*RECORDS SUPPLIED*
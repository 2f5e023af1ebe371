//! Shared API type definitions
//!
//! This crate contains the wire types exchanged between the compute agent and the
//! scheduler: instance descriptions, host capability snapshots, device assignments
//! and the generic response envelope used by the agent's HTTP API.

use std::collections::BTreeMap;

use chrono::DateTime;
use chrono::Utc;
use serde::Deserialize;
use serde::Serialize;

/// Instance identifier (UUID string).
pub type InstanceId = String;

/// Free-form key/value map used for capabilities, metadata and extra specs.
pub type StringMap = BTreeMap<String, String>;

/// An instance as seen by the spawn path: its size plus both sources of device intent.
#[derive(Debug, Clone, PartialEq, Eq, Serialize, Deserialize, Default)]
pub struct InstanceSpec {
    /// Instance UUID
    pub uuid: InstanceId,
    /// Hypervisor-level instance name, used for the isolation boundary path
    pub name: String,
    /// Owning project
    #[serde(default)]
    pub project_id: Option<String>,
    /// Requested virtual CPUs
    #[serde(default)]
    pub vcpus: u64,
    /// Requested memory in MB
    #[serde(default)]
    pub memory_mb: u64,
    /// Requested local disk in GB
    #[serde(default)]
    pub local_gb: u64,
    /// Per-instance metadata (user overrides)
    #[serde(default)]
    pub metadata: StringMap,
    /// Flavor extra specs
    #[serde(default)]
    pub extra_specs: StringMap,
}

/// Point-in-time capability and capacity report of one host service.
#[derive(Debug, Clone, PartialEq, Serialize, Deserialize)]
pub struct HostCapabilities {
    /// Host name
    pub host: String,
    /// Service class, e.g. "compute"
    pub service: String,
    /// Total virtual CPUs
    pub vcpus: u64,
    /// Virtual CPUs claimed by running instances
    pub vcpus_used: u64,
    /// Memory claimed-capacity total in MB
    pub memory_mb: u64,
    /// Memory claimed by running instances in MB
    pub memory_mb_used: u64,
    /// Memory currently free on the host in MB
    pub host_memory_free: u64,
    /// Disk total in GB
    pub disk_total: u64,
    /// Disk used in GB
    pub disk_used: u64,
    /// Accelerator total
    pub xpus: u64,
    /// Accelerators assigned to instances
    pub xpus_used: u64,
    /// Static capabilities plus device keys folded in by the allocators
    pub capabilities: StringMap,
    /// When the snapshot was built on the host
    pub timestamp: DateTime<Utc>,
}

impl HostCapabilities {
    pub fn vcpus_free(&self) -> u64 {
        self.vcpus.saturating_sub(self.vcpus_used)
    }

    pub fn disk_free(&self) -> u64 {
        self.disk_total.saturating_sub(self.disk_used)
    }

    pub fn xpus_free(&self) -> u64 {
        self.xpus.saturating_sub(self.xpus_used)
    }
}

/// Infiniband PCI function handed to an instance.
#[derive(Debug, Clone, Copy, PartialEq, Eq, Serialize, Deserialize)]
pub struct InfinibandFunction {
    pub bus: u8,
    pub device: u8,
    pub function: u8,
}

/// Generic passthrough PCI device handed to an instance.
#[derive(Debug, Clone, PartialEq, Eq, Serialize, Deserialize)]
pub struct PciDeviceInfo {
    pub label: String,
    pub address: String,
}

/// Everything assigned to an instance on the spawn path.
#[derive(Debug, Clone, PartialEq, Eq, Serialize, Deserialize, Default)]
pub struct DeviceAssignment {
    pub instance_id: InstanceId,
    pub infiniband: Option<InfinibandFunction>,
    pub gpus: Vec<u32>,
    pub pci_devices: Vec<PciDeviceInfo>,
}

/// One row of an allocation table.
#[derive(Debug, Clone, PartialEq, Eq, Serialize, Deserialize)]
pub struct AllocationEntry<H> {
    pub instance_id: InstanceId,
    pub handles: Vec<H>,
}

/// Current allocation tables of every allocator on a host.
#[derive(Debug, Clone, PartialEq, Eq, Serialize, Deserialize, Default)]
pub struct AllocationReport {
    pub infiniband: Vec<AllocationEntry<InfinibandFunction>>,
    pub infiniband_free: usize,
    pub gpus: Vec<AllocationEntry<u32>>,
    pub gpus_free: usize,
    pub pci_devices: Vec<AllocationEntry<PciDeviceInfo>>,
    pub pci_free_labels: Vec<String>,
}

/// Outcome of releasing an instance's devices.
#[derive(Debug, Clone, PartialEq, Eq, Serialize, Deserialize, Default)]
pub struct ReleaseSummary {
    pub instance_id: InstanceId,
    pub infiniband_released: usize,
    pub gpus_released: usize,
    pub pci_devices_released: usize,
}

/// Response envelope of the agent API
#[derive(Debug, Clone, Serialize, Deserialize)]
pub struct ApiResponse<T> {
    /// Whether the request was successful
    pub success: bool,
    /// Payload (present when successful)
    pub data: Option<T>,
    /// Response message
    pub message: String,
}

impl<T> ApiResponse<T> {
    pub fn ok(data: T, message: impl Into<String>) -> Self {
        Self {
            success: true,
            data: Some(data),
            message: message.into(),
        }
    }

    pub fn failed(message: impl Into<String>) -> Self {
        Self {
            success: false,
            data: None,
            message: message.into(),
        }
    }
}

#[cfg(test)]
mod tests {
    use super::*;

    #[test]
    fn instance_spec_defaults_optional_fields() {
        let json = r#"{"uuid": "4f1d0c3a-0000-4000-8000-000000000001", "name": "instance-00000001"}"#;

        let spec: InstanceSpec = serde_json::from_str(json).expect("should parse minimal spec");

        assert_eq!(spec.vcpus, 0);
        assert!(spec.metadata.is_empty());
        assert!(spec.extra_specs.is_empty());
        assert_eq!(spec.project_id, None);
    }

    #[test]
    fn free_counters_saturate() {
        let caps = HostCapabilities {
            host: "host1".to_string(),
            service: "compute".to_string(),
            vcpus: 4,
            vcpus_used: 6,
            memory_mb: 0,
            memory_mb_used: 0,
            host_memory_free: 0,
            disk_total: 97,
            disk_used: 92,
            xpus: 1,
            xpus_used: 1,
            capabilities: StringMap::new(),
            timestamp: Utc::now(),
        };

        assert_eq!(caps.vcpus_free(), 0);
        assert_eq!(caps.disk_free(), 5);
        assert_eq!(caps.xpus_free(), 0);
    }

    #[test]
    fn failed_response_has_no_data() {
        let response: ApiResponse<u32> = ApiResponse::failed("nope");
        assert!(!response.success);
        assert!(response.data.is_none());
        assert_eq!(response.message, "nope");
    }
}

*WORK TO COMPLETE*
Retype all of the records above, keeping them identical.

*RESULT*
repository 2f5e023af1ebe371
//! Shared API type definitions
//!
//! This crate contains the wire types exchanged between the compute agent and the
//! scheduler: instance descriptions, host capability snapshots, device assignments
//! and the generic response envelope used by the agent's HTTP API.

use std::collections::BTreeMap;

use chrono::DateTime;
use chrono::Utc;
use serde::Deserialize;
use serde::Serialize;

/// Instance identifier (UUID string).
pub type InstanceId = String;

/// Free-form key/value map used for capabilities, metadata and extra specs.
pub type StringMap = BTreeMap<String, String>;

/// An instance as seen by the spawn path: its size plus both sources of device intent.
#[derive(Debug, Clone, PartialEq, Eq, Serialize, Deserialize, Default)]
pub struct InstanceSpec {
    /// Instance UUID
    pub uuid: InstanceId,
    /// Hypervisor-level instance name, used for the isolation boundary path
    pub name: String,
    /// Owning project
    #[serde(default)]
    pub project_id: Option<String>,
    /// Requested virtual CPUs
    #[serde(default)]
    pub vcpus: u64,
    /// Requested memory in MB
    #[serde(default)]
    pub memory_mb: u64,
    /// Requested local disk in GB
    #[serde(default)]
    pub local_gb: u64,
    /// Per-instance metadata (user overrides)
    #[serde(default)]
    pub metadata: StringMap,
    /// Flavor extra specs
    #[serde(default)]
    pub extra_specs: StringMap,
}

/// Point-in-time capability and capacity report of one host service.
#[derive(Debug, Clone, PartialEq, Serialize, Deserialize)]
pub struct HostCapabilities {
    /// Host name
    pub host: String,
    /// Service class, e.g. "compute"
    pub service: String,
    /// Total virtual CPUs
    pub vcpus: u64,
    /// Virtual CPUs claimed by running instances
    pub vcpus_used: u64,
    /// Memory claimed-capacity total in MB
    pub memory_mb: u64,
    /// Memory claimed by running instances in MB
    pub memory_mb_used: u64,
    /// Memory currently free on the host in MB
    pub host_memory_free: u64,
    /// Disk total in GB
    pub disk_total: u64,
    /// Disk used in GB
    pub disk_used: u64,
    /// Accelerator total
    pub xpus: u64,
    /// Accelerators assigned to instances
    pub xpus_used: u64,
    /// Static capabilities plus device keys folded in by the allocators
    pub capabilities: StringMap,
    /// When the snapshot was built on the host
    pub timestamp: DateTime<Utc>,
}

impl HostCapabilities {
    pub fn vcpus_free(&self) -> u64 {
        self.vcpus.saturating_sub(self.vcpus_used)
    }

    pub fn disk_free(&self) -> u64 {
        self.disk_total.saturating_sub(self.disk_used)
    }

    pub fn xpus_free(&self) -> u64 {
        self.xpus.saturating_sub(self.xpus_used)
    }
}

/// Infiniband PCI function handed to an instance.
#[derive(Debug, Clone, Copy, PartialEq, Eq, Serialize, Deserialize)]
pub struct InfinibandFunction {
    pub bus: u8,
    pub device: u8,
    pub function: u8,
}

/// Generic passthrough PCI device handed to an instance.
#[derive(Debug, Clone, PartialEq, Eq, Serialize, Deserialize)]
pub struct PciDeviceInfo {
    pub label: String,
    pub address: String,
}

/// Everything assigned to an instance on the spawn path.
#[derive(Debug, Clone, PartialEq, Eq, Serialize, Deserialize, Default)]
pub struct DeviceAssignment {
    pub instance_id: InstanceId,
    pub infiniband: Option<InfinibandFunction>,
    pub gpus: Vec<u32>,
    pub pci_devices: Vec<PciDeviceInfo>,
}

/// One row of an allocation table.
#[derive(Debug, Clone, PartialEq, Eq, Serialize, Deserialize)]
pub struct AllocationEntry<H> {
    pub instance_id: InstanceId,
    pub handles: Vec<H>,
}

/// Current allocation tables of every allocator on a host.
#[derive(Debug, Clone, PartialEq, Eq, Serialize, Deserialize, Default)]
pub struct AllocationReport {
    pub infiniband: Vec<AllocationEntry<InfinibandFunction>>,
    pub infiniband_free: usize,
    pub gpus: Vec<AllocationEntry<u32>>,
    pub gpus_free: usize,
    pub pci_devices: Vec<AllocationEntry<PciDeviceInfo>>,
    pub pci_free_labels: Vec<String>,
}

/// Outcome of releasing an instance's devices.
#[derive(Debug, Clone, PartialEq, Eq, Serialize, Deserialize, Default)]
pub struct ReleaseSummary {
    pub instance_id: InstanceId,
    pub infiniband_released: usize,
    pub gpus_released: usize,
    pub pci_devices_released: usize,
}

/// Response envelope of the agent API
#[derive(Debug, Clone, Serialize, Deserialize)]
pub struct ApiResponse<T> {
    /// Whether the request was successful
    pub success: bool,
    /// Payload (present when successful)
    pub data: Option<T>,
    /// Response message
    pub message: String,
}

impl<T> ApiResponse<T> {
    pub fn ok(data: T, message: impl Into<String>) -> Self {
        Self {
            success: true,
            data: Some(data),
            message: message.into(),
        }
    }

    pub fn failed(message: impl Into<String>) -> Self {
        Self {
            success: false,
            data: None,
            message: message.into(),
        }
    }
}

#[cfg(test)]
mod tests {
    use super::*;

    #[test]
    fn instance_spec_defaults_optional_fields() {
        let json = r#"{"uuid": "4f1d0c3a-0000-4000-8000-000000000001", "name": "instance-00000001"}"#;

        let spec: InstanceSpec = serde_json::from_str(json).expect("should parse minimal spec");

        assert_eq!(spec.vcpus, 0);
        assert!(spec.metadata.is_empty());
        assert!(spec.extra_specs.is_empty());
        assert_eq!(spec.project_id, None);
    }

    #[test]
    fn free_counters_saturate() {
        let caps = HostCapabilities {
            host: "host1".to_string(),
            service: "compute".to_string(),
            vcpus: 4,
            vcpus_used: 6,
            memory_mb: 0,
            memory_mb_used: 0,
            host_memory_free: 0,
            disk_total: 97,
            disk_used: 92,
            xpus: 1,
            xpus_used: 1,
            capabilities: StringMap::new(),
            timestamp: Utc::now(),
        };

        assert_eq!(caps.vcpus_free(), 0);
        assert_eq!(caps.disk_free(), 5);
        assert_eq!(caps.xpus_free(), 0);
    }

    #[test]
    fn failed_response_has_no_data() {
        let response: ApiResponse<u32> = ApiResponse::failed("nope");
        assert!(!response.success);
        assert!(response.data.is_none());
        assert_eq!(response.message, "nope");
    }
}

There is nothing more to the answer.